Su simplicidad misma es lo que hace duraderas a sus grandes obras maestras de arte y de literatura.

Así es en el orden del pensamiento, sea en la filosofía, sea en la poesía, sea en el arte. Y como de esto he tratado extensamente en mi libro En torno al casticismo y en otros ensayos, prosigo en mi tesis de ahora.

También en el orden de la acción política se propuso el pueblo castellano hacer reinar la unidad, la pura unidad, la unidad desnuda, la unidad que no es sino unidad, y al servicio de ese fin puso un medio adecuado a él. Y el medio fue un coraje, un valor, una energía también pura, también sin contenido vario, es decir, sin riqueza ni emocional ni intelectual. Su fórmula es «tener calzones».

Así como la unidad era una unidad continente —como la que da a una porción de líquido el vaso que lo contiene y le impide derramarse—, y no unidad, o, más bien, integración de contenido, así la energía a su servicio fue una energía de continente, sin contenido rico y fecundo. Es la pura voluntad, casi indiferente a lo querido. Es el salirse con la suya. Y también aquí hay una fórmula admirable, correspondiente a los versos de Hernando de Acuña, y es la cuarteta de Las mocedades del Cid, que tantas veces he citado y tantas otras me queda por citar, la que dice:


Procure siempre acertalla
el honrado y principal;
pero si la acierta mal,
defendella y no enmendada.
 

La infalibilidad del que manda es su consecuencia.

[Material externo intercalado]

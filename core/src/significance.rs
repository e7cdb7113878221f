//! Significance filter: gates small buckets out of decision metrics.
//!
//! Below ~50 members a binomial proportion's 95% margin of error exceeds
//! ±14 points, so rates from such buckets are not compared. Insignificant
//! buckets stay in the report, flagged, for callers that list everything.

use crate::aggregate::BucketSummary;
use serde::{Deserialize, Serialize};

pub fn is_significant(total: usize, min_sample_size: usize) -> bool {
    total >= min_sample_size
}

#[derive(Debug, Clone, PartialEq, Serialize, Deserialize)]
pub struct SignificanceReport {
    pub min_sample_size: usize,
    /// Every bucket, in input order, with `significant` set.
    pub buckets:         Vec<BucketSummary>,
}

impl SignificanceReport {
    pub fn significant(&self) -> impl Iterator<Item = &BucketSummary> {
        self.buckets.iter().filter(|b| b.significant)
    }

    pub fn insignificant(&self) -> impl Iterator<Item = &BucketSummary> {
        self.buckets.iter().filter(|b| !b.significant)
    }

    pub fn significant_count(&self) -> usize {
        self.significant().count()
    }

    pub fn into_significant(self) -> Vec<BucketSummary> {
        self.buckets.into_iter().filter(|b| b.significant).collect()
    }
}

/// Tag every bucket with its significance flag. Nothing is removed.
pub fn filter_significant(
    buckets: Vec<BucketSummary>,
    min_sample_size: usize,
) -> SignificanceReport {
    let buckets: Vec<BucketSummary> = buckets
        .into_iter()
        .map(|mut b| {
            b.significant = is_significant(b.total, min_sample_size);
            b
        })
        .collect();

    let report = SignificanceReport {
        min_sample_size,
        buckets,
    };

    let excluded = report.buckets.len() - report.significant_count();
    if excluded > 0 {
        log::warn!(
            "significance: {excluded} of {} buckets below n={min_sample_size}, excluded from decisions",
            report.buckets.len()
        );
    }

    report
}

Ministros de esa energía pura, ciega, desnuda, fueron los Pizarro, los Alba, los conde de España, los Narváez, todos los duros conquistadores o gobernantes a cuya férrea voluntad no acompañaba una inteligencia rica en contenido, flexible, compleja, sutil.

Esa energía al servicio de


una grey, y un pastor solo en el suelo,
un monarca, un imperio y una espada,
 

produjo el Tribunal del Santo Oficio, instrumento de unificación.

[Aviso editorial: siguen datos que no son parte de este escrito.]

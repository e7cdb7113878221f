//! Headline KPIs: the top-line counters above every segment view.

use crate::{
    record::{CustomerRecord, CustomerStatus},
    safe_math::safe_percentage,
    types::Percent,
};
use serde::{Deserialize, Serialize};

#[derive(Debug, Clone, PartialEq, Serialize, Deserialize)]
pub struct AttritionHeadline {
    pub total_customers: usize,
    pub active:          usize,
    pub churned:         usize,
    pub new_customers:   usize,
    /// active + churned: customers installed before the period.
    pub installed_base:  usize,
    /// active + new: customers on the books at period end.
    pub net_active:      usize,
    pub churn_rate:      Percent,
}

#[derive(Debug, Clone, PartialEq, Serialize, Deserialize)]
pub struct StatusShare {
    pub status: CustomerStatus,
    pub count:  usize,
    pub share:  Percent,
}

pub fn headline<'a, I>(records: I, rate_decimals: u32) -> AttritionHeadline
where
    I: IntoIterator<Item = &'a CustomerRecord>,
{
    let (mut active, mut churned, mut new_customers) = (0usize, 0usize, 0usize);
    for record in records {
        match record.status {
            CustomerStatus::Active => active += 1,
            CustomerStatus::Churned => churned += 1,
            CustomerStatus::New => new_customers += 1,
        }
    }
    let total_customers = active + churned + new_customers;

    AttritionHeadline {
        total_customers,
        active,
        churned,
        new_customers,
        installed_base: active + churned,
        net_active: active + new_customers,
        churn_rate: safe_percentage(churned as f64, total_customers as f64, rate_decimals),
    }
}

/// Count and share of each status, in `CustomerStatus::ALL` order.
pub fn status_breakdown(headline: &AttritionHeadline, rate_decimals: u32) -> Vec<StatusShare> {
    let whole = headline.total_customers as f64;
    CustomerStatus::ALL
        .iter()
        .map(|&status| {
            let count = match status {
                CustomerStatus::Active => headline.active,
                CustomerStatus::Churned => headline.churned,
                CustomerStatus::New => headline.new_customers,
            };
            StatusShare {
                status,
                count,
                share: safe_percentage(count as f64, whole, rate_decimals),
            }
        })
        .collect()
}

Porque el Santo Oficio y la Inquisición fue instrumento más bien político que religioso. La conservación de la pureza de la fe católica no era sino un pretexto para conservar la unidad nacional, que se creía comprometida por la herejía. Hoy todavía lo de protestante suena a nuestro pueblo, más bien que a otra cosa, a algo antinacional, exótico, enemigo de la Patria y de sus tradiciones.

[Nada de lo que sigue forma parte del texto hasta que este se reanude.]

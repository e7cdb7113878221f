//! Priority classifier: four urgency tiers from OR-combined triggers.
//!
//! ```text
//! loss = churned × unit_cltv
//! Critical  if loss ≥ T1.loss OR churned ≥ T1.volume OR rate ≥ T1.rate
//! Targeted  if loss ≥ T2.loss OR churned ≥ T2.volume OR rate ≥ T2.rate
//! Watch     if rate ≥ T3.rate
//! Ignore    otherwise
//! ```
//!
//! Only significant buckets are classified. The rest are listed in
//! `excluded` and never counted in a tier.

use crate::{
    aggregate::BucketSummary,
    config::{PriorityThresholds, TierTrigger},
    types::{Money, Percent},
};
use serde::{Deserialize, Serialize};
use std::collections::BTreeMap;

#[derive(Debug, Clone, Copy, PartialEq, Eq, Hash, PartialOrd, Ord, Serialize, Deserialize)]
pub enum PriorityTier {
    Critical,
    Targeted,
    Watch,
    Ignore,
}

impl PriorityTier {
    pub const ALL: [PriorityTier; 4] = [Self::Critical, Self::Targeted, Self::Watch, Self::Ignore];

    /// Higher is more urgent.
    pub fn urgency(&self) -> u8 {
        match self {
            Self::Critical => 3,
            Self::Targeted => 2,
            Self::Watch => 1,
            Self::Ignore => 0,
        }
    }
}

#[derive(Debug, Clone, Copy, PartialEq, Eq, Hash, Serialize, Deserialize)]
#[serde(rename_all = "snake_case")]
pub enum Trigger {
    Loss,
    Volume,
    Rate,
}

/// The three dimensions a tier decision reads.
#[derive(Debug, Clone, Copy, PartialEq)]
pub struct TierInputs {
    pub loss:       Money,
    pub churned:    usize,
    pub churn_rate: Percent,
}

fn fired(trigger: &TierTrigger, inputs: &TierInputs) -> Vec<Trigger> {
    let mut out = Vec::new();
    if inputs.loss >= trigger.loss {
        out.push(Trigger::Loss);
    }
    if inputs.churned >= trigger.volume {
        out.push(Trigger::Volume);
    }
    if inputs.churn_rate >= trigger.rate {
        out.push(Trigger::Rate);
    }
    out
}

/// Tier for independent inputs, plus the triggers that fired at that tier.
pub fn classify_inputs(
    inputs: &TierInputs,
    thresholds: &PriorityThresholds,
) -> (PriorityTier, Vec<Trigger>) {
    let critical = fired(&thresholds.critical, inputs);
    if !critical.is_empty() {
        return (PriorityTier::Critical, critical);
    }
    let targeted = fired(&thresholds.targeted, inputs);
    if !targeted.is_empty() {
        return (PriorityTier::Targeted, targeted);
    }
    if inputs.churn_rate >= thresholds.watch_rate {
        return (PriorityTier::Watch, vec![Trigger::Rate]);
    }
    (PriorityTier::Ignore, Vec::new())
}

#[derive(Debug, Clone, PartialEq, Serialize, Deserialize)]
pub struct PriorityAssignment {
    pub bucket:   BucketSummary,
    pub tier:     PriorityTier,
    pub loss:     Money,
    pub triggers: Vec<Trigger>,
}

/// Classify one bucket regardless of its significance flag.
pub fn classify_bucket(
    bucket: &BucketSummary,
    thresholds: &PriorityThresholds,
    unit_cltv: Money,
) -> PriorityAssignment {
    let inputs = TierInputs {
        loss: bucket.churned as f64 * unit_cltv,
        churned: bucket.churned,
        churn_rate: bucket.churn_rate,
    };
    let (tier, triggers) = classify_inputs(&inputs, thresholds);
    PriorityAssignment {
        bucket: bucket.clone(),
        tier,
        loss: inputs.loss,
        triggers,
    }
}

#[derive(Debug, Clone, PartialEq, Serialize, Deserialize)]
pub struct PriorityClassification {
    pub assignments: Vec<PriorityAssignment>,
    /// Buckets not eligible because they failed the significance gate.
    pub excluded:    Vec<BucketSummary>,
}

impl PriorityClassification {
    /// Significant buckets per tier. Every tier is present, possibly with 0.
    pub fn tier_counts(&self) -> BTreeMap<PriorityTier, usize> {
        let mut counts: BTreeMap<PriorityTier, usize> =
            PriorityTier::ALL.iter().map(|t| (*t, 0)).collect();
        for a in &self.assignments {
            *counts.entry(a.tier).or_insert(0) += 1;
        }
        counts
    }

    pub fn of_tier(&self, tier: PriorityTier) -> impl Iterator<Item = &PriorityAssignment> {
        self.assignments.iter().filter(move |a| a.tier == tier)
    }

    pub fn tier_of(&self, label: &str) -> Option<PriorityTier> {
        self.assignments
            .iter()
            .find(|a| a.bucket.label == label)
            .map(|a| a.tier)
    }

    /// Most urgent first; ties broken by larger loss, then label.
    pub fn by_urgency(&self) -> Vec<&PriorityAssignment> {
        let mut sorted: Vec<&PriorityAssignment> = self.assignments.iter().collect();
        sorted.sort_by(|a, b| {
            b.tier
                .urgency()
                .cmp(&a.tier.urgency())
                .then_with(|| b.loss.total_cmp(&a.loss))
                .then_with(|| a.bucket.label.cmp(&b.bucket.label))
        });
        sorted
    }
}

/// Classify every significant bucket; route the rest to `excluded`.
pub fn classify_priority(
    buckets: &[BucketSummary],
    thresholds: &PriorityThresholds,
    unit_cltv: Money,
) -> PriorityClassification {
    let mut assignments = Vec::new();
    let mut excluded = Vec::new();

    for bucket in buckets {
        if bucket.significant {
            assignments.push(classify_bucket(bucket, thresholds, unit_cltv));
        } else {
            excluded.push(bucket.clone());
        }
    }

    let classification = PriorityClassification {
        assignments,
        excluded,
    };

    let counts = classification.tier_counts();
    log::debug!(
        "priority: critical={} targeted={} watch={} ignore={} excluded={}",
        counts[&PriorityTier::Critical],
        counts[&PriorityTier::Targeted],
        counts[&PriorityTier::Watch],
        counts[&PriorityTier::Ignore],
        classification.excluded.len()
    );
    for a in classification.of_tier(PriorityTier::Critical) {
        log::info!(
            "priority: '{}' is critical (loss={:.0}, churned={}, rate={:.1}%)",
            a.bucket.label,
            a.loss,
            a.bucket.churned,
            a.bucket.churn_rate
        );
    }

    classification
}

El último eco de esta funestísima doctrina, origen de las sucesivas mutilaciones de España, sonó en aquello que le hicieron firmar al general Despujols, siendo gobernador general de Filipinas, cuando en la orden de deportación del benemérito doctor Rizal, mártir del patriotismo ilustrado, le hacían decir que descatolizar es desnacionalizar1, y que una tierra, por ser española, tiene forzosamente que ser católica. Doctrina desastrosísima, que ha sido la causa de lo que por ahí llaman clericalismo, y doctrina tan perniciosa para el buen desarrollo del patriotismo español como para el buen desarrollo de la religiosidad cristiana. Con ella han padecido tanto los intereses de la Patria como los intereses del cristianismo español. Desde que se elevó a principio poco menos que incontrovertible eso de que el catolicismo sea consustancial a la tradición patria española, empezaron a decaer en España el cristianismo y la Patria, y filé ésta bajando de tumbo en tumbo.

La milicia fue, en el orden de la energía, el otro instrumento de la unidad nacional, entendida y sentida como queda expuesto. Y junto al clericalismo, como su complemento, surge el militarismo, que es más bien caudillismo. Su foco de vida es el culto al coraje, al arrojo, a la energía como continente, aunque sea sin contenido ni emocional ni intelectual.

Con tan harta como dolorosa frecuencia se oye hablar de que hace falta palo para hacer entrar en razón a tales o cuales, de que esto o lo otro sólo se arregla con palo, que se necesita hombres de calzones, y otras enormidades por el estilo. Cualquiera diría que se trata de nuevo de luchar con araucanos o con igorrotes. Y, es natural, en cuanto esa energía desnuda, ese valor hueco, ha tenido que habérselas con una fuerza más inteligente, ha sucumbido. Mens agitat molem, se dijo hace siglos, y así es. En toda clase de luchas, el triunfo es, a la corta o a la larga, del valeroso y enérgico, sí, pero de aquel cuyo valor y energía están al servicio de la inteligencia más compleja y más perspicaz. Una débil raicilla, débil, sí, pero orgánica, compleja, celular, horada una durísima roca, muy robusta y muy sólida, pero inorgánica, poco compleja, sin vida.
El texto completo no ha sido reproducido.